An online food ordering service provider managed 96 restaurant websites - all in major need of a makeover. The restaurant sites, with their antiquated designs (i.e. really old and ugly), were managed with an outdated, proprietary content management system; and none were responsive or mobile-friendly. They were in desperate need of a change before their contract renewed for another year.
The new content management platform would be easy to use for non-technical editors, offer complete design flexibility, and be fully managed by offering automatic updates, uptime monitoring, backups, and more. The client selected Marketpath CMS and kicked off the project immediately.
As any large, time-sensitive project goes, there were some great lessons learned. This blog post breaks down our process into three key parts and highlights the strategies we employed and how we were able to migrate 96 sites in only two months.
A project kickoff meeting is imperative to align expectations, define goals and outcomes, and discover requirements and risks. We uncovered many key requirements during this initial meeting.
Restaurant owners and employees (non-technical users) will update the restaurant menus, specials, images, and other frequently changing content. Therefore, the user experience for content editors will be of utmost importance.
The client provides tier-1 technical support to their restaurant customers. Issues will be escalated to Marketpath if the client cannot resolve them.

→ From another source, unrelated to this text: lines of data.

use std::time::Duration;

use thiserror::Error;

/// Quota applied to principals whose record carries no `tokensAllowed`.
pub const UNLIMITED_TOKENS: u64 = u64::MAX;

pub const DEFAULT_LOOKUP_TIMEOUT: Duration = Duration::from_secs(5);

pub const DEFAULT_DENIAL_MESSAGE: &str = "Access denied: your subscription has expired or your \
                                          token limit has been reached. Please contact support.";

#[derive(Error, Debug, Clone, PartialEq, Eq)]
pub enum ConfigError {
    #[error("{var} is malformed: {message}")]
    Malformed { var: &'static str, message: String },
}

#[derive(Debug, Clone, PartialEq, Eq)]
pub struct PolicyConfig {
    /// Upper bound for each store read made during an evaluation.
    pub lookup_timeout: Duration,
    pub default_tokens_allowed: u64,
    /// Shown to end users for every denial, whichever gate failed.
    pub denial_message: String,
}

impl Default for PolicyConfig {
    fn default() -> Self {
        Self {
            lookup_timeout: DEFAULT_LOOKUP_TIMEOUT,
            default_tokens_allowed: UNLIMITED_TOKENS,
            denial_message: DEFAULT_DENIAL_MESSAGE.to_string(),
        }
    }
}

/// Reads `WARDS_LOOKUP_TIMEOUT` (humantime, e.g. `5s`),
/// `WARDS_DEFAULT_TOKENS_ALLOWED` and `WARDS_DENIAL_MESSAGE`.
pub fn load_from_env() -> Result<PolicyConfig, ConfigError> {
    let mut cfg = PolicyConfig::default();

    if let Some(raw) = non_empty_var("WARDS_LOOKUP_TIMEOUT") {
        let timeout =
            humantime::parse_duration(&raw).map_err(|e| ConfigError::Malformed {
                var: "WARDS_LOOKUP_TIMEOUT",
                message: e.to_string(),
            })?;
        if timeout.is_zero() {
            return Err(ConfigError::Malformed {
                var: "WARDS_LOOKUP_TIMEOUT",
                message: "must be greater than zero".to_string(),
            });
        }
        cfg.lookup_timeout = timeout;
    }

    if let Some(raw) = non_empty_var("WARDS_DEFAULT_TOKENS_ALLOWED") {
        cfg.default_tokens_allowed = match raw.to_ascii_lowercase().as_str() {
            "unlimited" => UNLIMITED_TOKENS,
            _ => raw.parse().map_err(|_| ConfigError::Malformed {
                var: "WARDS_DEFAULT_TOKENS_ALLOWED",
                message: format!("'{}' is not a non-negative integer", raw),
            })?,
        };
    }

    if let Some(raw) = non_empty_var("WARDS_DENIAL_MESSAGE") {
        cfg.denial_message = raw;
    }

    Ok(cfg)
}

fn non_empty_var(name: &str) -> Option<String> {
    std::env::var(name)
        .ok()
        .map(|s| s.trim().to_string())
        .filter(|s| !s.is_empty())
}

The client will play the role of account manager and retain all communication with their restaurant customers. They’ll also determine if the new site fits the restaurant’s needs.

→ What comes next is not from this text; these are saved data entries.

use async_trait::async_trait;
use tracing::{debug, instrument};
use wards::{LookupError, Principal, PrincipalStore, Role};

use crate::client::BackendClient;
use crate::error::BackendError;
use crate::models::{PrincipalUpdate, UserProfile, PROFILES};
use crate::rest::{effective_limit, Order, Query};

#[derive(Debug, Clone, Default, PartialEq, Eq)]
pub struct PrincipalFilter {
    /// Case-insensitive match on email or full name.
    pub search: Option<String>,
    pub role: Option<Role>,
    pub limit: Option<u32>,
}

/// Admin view of the `profiles` table.
pub struct Principals<'a> {
    client: &'a BackendClient,
}

impl BackendClient {
    pub fn principals(&self) -> Principals<'_> {
        Principals { client: self }
    }
}

impl PrincipalFilter {
    fn query(&self) -> Query {
        let mut query = Query::new();
        if let Some(search) = self.search.as_deref().filter(|s| !s.trim().is_empty()) {
            query = query.search_any(&["email", "full_name"], search);
        }
        if let Some(role) = self.role {
            query = query.eq("role", role.to_string());
        }
        query.order("created_at", Order::Desc)
    }
}

impl Principals<'_> {
    /// Newest first, at most `filter.limit` rows.
    #[instrument(skip(self))]
    pub async fn list(&self, filter: &PrincipalFilter) -> Result<Vec<UserProfile>, BackendError> {
        let query = filter.query().limit(effective_limit(filter.limit));
        self.client.select(PROFILES, &query).await
    }

    /// Every profile matching `filter`; `filter.limit` is ignored.
    #[instrument(skip(self))]
    pub async fn list_all(
        &self,
        filter: &PrincipalFilter,
    ) -> Result<Vec<UserProfile>, BackendError> {
        let query = filter.query().order("id", Order::Asc);
        self.client.select_all(PROFILES, &query).await
    }

    pub async fn get(&self, id: &str) -> Result<Option<UserProfile>, BackendError> {
        self.client
            .select_one(PROFILES, &Query::new().eq("id", id))
            .await
    }

    #[instrument(skip(self, update))]
    pub async fn update(
        &self,
        id: &str,
        update: &PrincipalUpdate,
    ) -> Result<UserProfile, BackendError> {
        if update.is_empty() {
            return Err(BackendError::validation("update has no fields"));
        }
        if let (Some(start), Some(end)) = (update.subscription_start, update.subscription_end) {
            if start > end {
                return Err(BackendError::validation(
                    "subscriptionStart must not be after subscriptionEnd",
                ));
            }
        }
        let rows: Vec<UserProfile> = self
            .client
            .update(PROFILES, &Query::new().eq("id", id), update)
            .await?;
        rows.into_iter()
            .next()
            .ok_or_else(|| BackendError::not_found(format!("user {}", id)))
    }
}

#[async_trait]
impl PrincipalStore for BackendClient {
    async fn get_principal(&self, id: &str) -> Result<Option<Principal>, LookupError> {
        match self.principals().get(id).await {
            Ok(profile) => Ok(profile.map(Principal::from)),
            Err(BackendError::NotFound { .. }) => Ok(None),
            Err(BackendError::InvalidResponse { message }) => {
                debug!(principal_id = %id, "Undecodable profile row");
                Err(LookupError::InvalidRecord { message })
            }
            Err(e) => Err(LookupError::Unavailable {
                message: e.to_string(),
            }),
        }
    }
}
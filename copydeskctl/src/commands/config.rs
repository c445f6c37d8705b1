use std::path::PathBuf;

use anyhow::{Context, Result};
use clap::{Args, Subcommand};
use config_loader::{ConfigError, ConfigManager};

#[derive(Subcommand, Debug)]
pub enum ConfigCommands {
    /// Print the effective backend config with credentials redacted
    Show,
    /// Validate a backend config file against the schema
    Validate(ValidateArgs),
}

#[derive(Args, Debug)]
pub struct ValidateArgs {
    /// Config file (defaults to COPYDESK_CONFIG or .copydesk/backend.json)
    #[arg(long, value_name = "FILE")]
    pub file: Option<PathBuf>,
}

pub fn handle(cmd: ConfigCommands) -> Result<()> {
    match cmd {
        ConfigCommands::Show => show(),
        ConfigCommands::Validate(args) => validate(args),
    }
}

fn show() -> Result<()> {
    let manager = ConfigManager::new();
    let config = manager
        .load_backend()
        .with_context(|| format!("Failed to load backend config ({:?})", manager.config_path()))?;
    let source = if manager.config_path().exists() {
        manager.config_path().display().to_string()
    } else {
        "environment".to_string()
    };
    println!("# source: {}", source);
    println!("{}", serde_json::to_string_pretty(&config.redacted())?);
    Ok(())
}

fn validate(args: ValidateArgs) -> Result<()> {
    let manager = ConfigManager::new();
    let path = args
        .file
        .unwrap_or_else(|| manager.config_path().to_path_buf());

    match manager.validate_file(&path) {
        Ok(()) => {
            println!("✓ Valid backend config: {}", path.display());
            Ok(())
        }
        Err(ConfigError::ValidationFailed { errors }) => {
            eprintln!("✗ Invalid backend config: {}", path.display());
            for error in &errors {
                let pointer = if error.json_pointer.is_empty() {
                    "/"
                } else {
                    error.json_pointer.as_str()
                };
                eprintln!("  - {}: {}", pointer, error.message);
            }
            std::process::exit(1);
        }
        Err(e) => Err(e).with_context(|| format!("Failed to validate {}", path.display())),
    }
}
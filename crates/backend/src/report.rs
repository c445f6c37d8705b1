//! Per-user usage rollups for the dashboard.

use std::collections::HashMap;

use chrono::{DateTime, Utc};
use serde::Serialize;
use tracing::instrument;
use wards::UsageRecord;

use crate::client::BackendClient;
use crate::error::BackendError;
use crate::models::{CopySession, UserProfile};
use crate::principals::PrincipalFilter;
use crate::sessions::SessionFilter;
use crate::usage::UsageFilter;

#[derive(Debug, Clone, PartialEq, Eq, Serialize)]
#[serde(rename_all = "camelCase")]
pub struct UserUsage {
    pub user_id: String,
    pub email: String,
    pub full_name: Option<String>,
    pub session_count: u64,
    pub tokens_used: u64,
    /// `None` reads as unlimited.
    pub tokens_allowed: Option<u64>,
    pub last_activity: Option<DateTime<Utc>>,
}

#[derive(Debug, Clone, Default, PartialEq, Eq, Serialize)]
#[serde(rename_all = "camelCase")]
pub struct UsageTotals {
    pub users: u64,
    pub sessions: u64,
    pub tokens_used: u64,
}

#[derive(Debug, Clone, PartialEq, Eq, Serialize)]
#[serde(rename_all = "camelCase")]
pub struct UsageReport {
    pub from: Option<DateTime<Utc>>,
    pub to: Option<DateTime<Utc>>,
    pub rows: Vec<UserUsage>,
    pub totals: UsageTotals,
}

/// Aggregates sessions and ledger entries per profile. Sessions and usage
/// for users without a profile are dropped. Rows are sorted by tokens used,
/// highest first, then by email.
pub fn usage_report(
    profiles: &[UserProfile],
    sessions: &[CopySession],
    usage: &[UsageRecord],
) -> Vec<UserUsage> {
    let mut rows: HashMap<&str, UserUsage> = profiles
        .iter()
        .map(|p| {
            (
                p.id.as_str(),
                UserUsage {
                    user_id: p.id.clone(),
                    email: p.email.clone(),
                    full_name: p.full_name.clone(),
                    session_count: 0,
                    tokens_used: 0,
                    tokens_allowed: p.tokens_allowed,
                    last_activity: None,
                },
            )
        })
        .collect();

    for s in sessions {
        if let Some(row) = rows.get_mut(s.user_id.as_str()) {
            row.session_count += 1;
            row.last_activity = row.last_activity.max(Some(s.created_at));
        }
    }
    for u in usage {
        if let Some(row) = rows.get_mut(u.principal_id.as_str()) {
            row.tokens_used = row.tokens_used.saturating_add(u.tokens_used);
            row.last_activity = row.last_activity.max(Some(u.occurred_at));
        }
    }

    let mut rows: Vec<UserUsage> = rows.into_values().collect();
    rows.sort_by(|a, b| {
        b.tokens_used
            .cmp(&a.tokens_used)
            .then_with(|| a.email.cmp(&b.email))
    });
    rows
}

pub fn totals(rows: &[UserUsage]) -> UsageTotals {
    rows.iter().fold(UsageTotals::default(), |mut t, r| {
        t.users += 1;
        t.sessions += r.session_count;
        t.tokens_used = t.tokens_used.saturating_add(r.tokens_used);
        t
    })
}

impl BackendClient {
    /// Reads every profile, plus all sessions and usage in `[from, to]`, and
    /// rolls them up.
    #[instrument(skip(self))]
    pub async fn fetch_usage_report(
        &self,
        from: Option<DateTime<Utc>>,
        to: Option<DateTime<Utc>>,
    ) -> Result<UsageReport, BackendError> {
        if let (Some(from), Some(to)) = (from, to) {
            if from > to {
                return Err(BackendError::validation("from must not be after to"));
            }
        }
        let profiles = self
            .principals()
            .list_all(&PrincipalFilter::default())
            .await?;
        let sessions = self
            .sessions()
            .list_all(&SessionFilter {
                user_id: None,
                from,
                to,
                limit: None,
            })
            .await?;
        let usage = self
            .usage()
            .list(&UsageFilter {
                user_id: None,
                from,
                to,
            })
            .await?;

        let rows = usage_report(&profiles, &sessions, &usage);
        let totals = totals(&rows);
        Ok(UsageReport {
            from,
            to,
            rows,
            totals,
        })
    }
}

Restaurants own their domains and each domain, including sub-domains, will point to Marketpath CMS servers. The client will handle all DNS updates on behalf of their restaurant customers.
Website visitors can sign up to receive text messages containing specials from a restaurant. The client’s system manages the messaging service. Since the client’s messaging service does not provide embedded subscription forms, Marketpath will build a connector to send new subscriptions to the messaging service through a REST API.

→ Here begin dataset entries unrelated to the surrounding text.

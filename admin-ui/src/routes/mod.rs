pub mod access;
pub mod activity;
pub mod content;
pub mod export;
pub mod session;
pub mod users;

use chrono::{DateTime, Utc};

use crate::AppError;

/// Rejects limits outside `1..=1000`.
pub(crate) fn check_limit(limit: Option<u32>) -> Result<Option<u32>, AppError> {
    match limit {
        Some(l) if l == 0 || l > backend::rest::MAX_LIMIT => Err(AppError::bad_request(
            "invalid 'limit': must be 1..=1000",
        )),
        other => Ok(other),
    }
}

fn parse_instant(name: &str, raw: Option<&str>) -> Result<Option<DateTime<Utc>>, AppError> {
    raw.filter(|s| !s.trim().is_empty())
        .map(|s| {
            DateTime::parse_from_rfc3339(s.trim())
                .map(|t| t.with_timezone(&Utc))
                .map_err(|_| {
                    AppError::bad_request(format!("invalid '{}': expected an RFC 3339 timestamp", name))
                })
        })
        .transpose()
}

/// Parses optional `from`/`to` query values and checks `from <= to`.
pub(crate) fn parse_range(
    from: Option<&str>,
    to: Option<&str>,
) -> Result<(Option<DateTime<Utc>>, Option<DateTime<Utc>>), AppError> {
    let from = parse_instant("from", from)?;
    let to = parse_instant("to", to)?;
    if let (Some(f), Some(t)) = (from, to) {
        if f > t {
            return Err(AppError::bad_request("invalid range: 'from' is after 'to'"));
        }
    }
    Ok((from, to))
}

The migration of 96 websites consisted of modifying themes, migrating existing content, receiving client approval, and taking the new sites live. Given the two-month deadline, project organization and risk mitigation were crucial. Internally, the team brainstormed risks and process improvements, which included:
Sites with more than the quoted pages or unexpected functionality will be quoted and approved by the client separately.
Content migrations will be outsourced to non-technical editors. These contractors will use a special Migration Details Document (like this one) for each site, which will include site color scheme, sitemap, unique functionality, and other specifications.
We will maintain a master site list with a Google Sheet that includes: restaurant domain, selected theme, food menu option, online ordering URL, contractor name, project phase, primary and secondary website colors, and any notes. As sites were implemented the spreadsheet was updated. This source of truth was shared with the client to detail progress.
The themes will be imported into Marketpath CMS for each site. The importing process will have to be error-free. Building new pages and changing content will need to be flawless.
To manage client approvals, an email will be sent each day outlining the sites ready for approval. The client will reply to the thread with changes or approval.
Two existing themes were used, modified to be more adaptable, and would include the following restaurant-specific features:
The biggest margin of error lay with migrating site content to Marketpath CMS. The Google Sheet, iterations, and the CMS’ built-in search engine optimization fields were pivotal.
The restaurant’s name, city, and state were entered in the “Default Browser Title Suffix” field in Site Properties. The Browser Title is created using the H1 and data from this field.
For example, if the restaurant was “Daisy’s Shake Shack” in Moosic, PA, the Browser Title for the About Us page would be “About Us | Daisy’s Shake Shack | Moosic, Pennsylvania”.
Images from the live site were manually downloaded and supplemented with a variety of resized and compressed images housed in a Google Drive folder. Images used on pages were programmatically optimized using image presets.
The food menus were set up using the customer’s preferred menu method - PDF, WYSIWYG, or Marketpath CMS Datastore.
2. Migrate another site using each theme, then modify for improvements.
3. Create sites in CMS with the correct theme, and assign to the contractor
4. Sites were generated using the selected theme. An email was sent to the contractor with the site name, Migration Details Document, and the migration deadline - three days. The contractor’s email address was added to the site using the CMS’ permissions settings.
Recalling that the editors were not technical, the following measures were taken to ensure the success for all editors:
Bookmarks were created to pages and menu items so users could easily find and quickly edit what they needed to.
Only one training video was needed because the two themes were developed so they could be managed in the same way. The video is hosted on YouTube and is accessible to all users.
Restaurant users don’t have to worry when something goes wrong. Marketpath CMS is fully managed, which means it includes availability, backups, monitoring, load balancing. By the time users, or their visitors, notice a problem, it is most likely already being addressed.
Per the maintenance agreement, the client handles technical support with the ability to contact Marketpath’s support team. Conversely, our support team would forward any misdirected requests to the client’s support team.
You get what you put into any project - website migration or not. Many hours were spent planning the project and aligning our team of developers, designers, project managers, client stakeholders, and contractors. The themes and the improvements implemented during this project are now the foundation for Marketpath’s primary migration process.
Marketpath CMS was built to manage large numbers of websites without the login hassles of other popular content management platforms.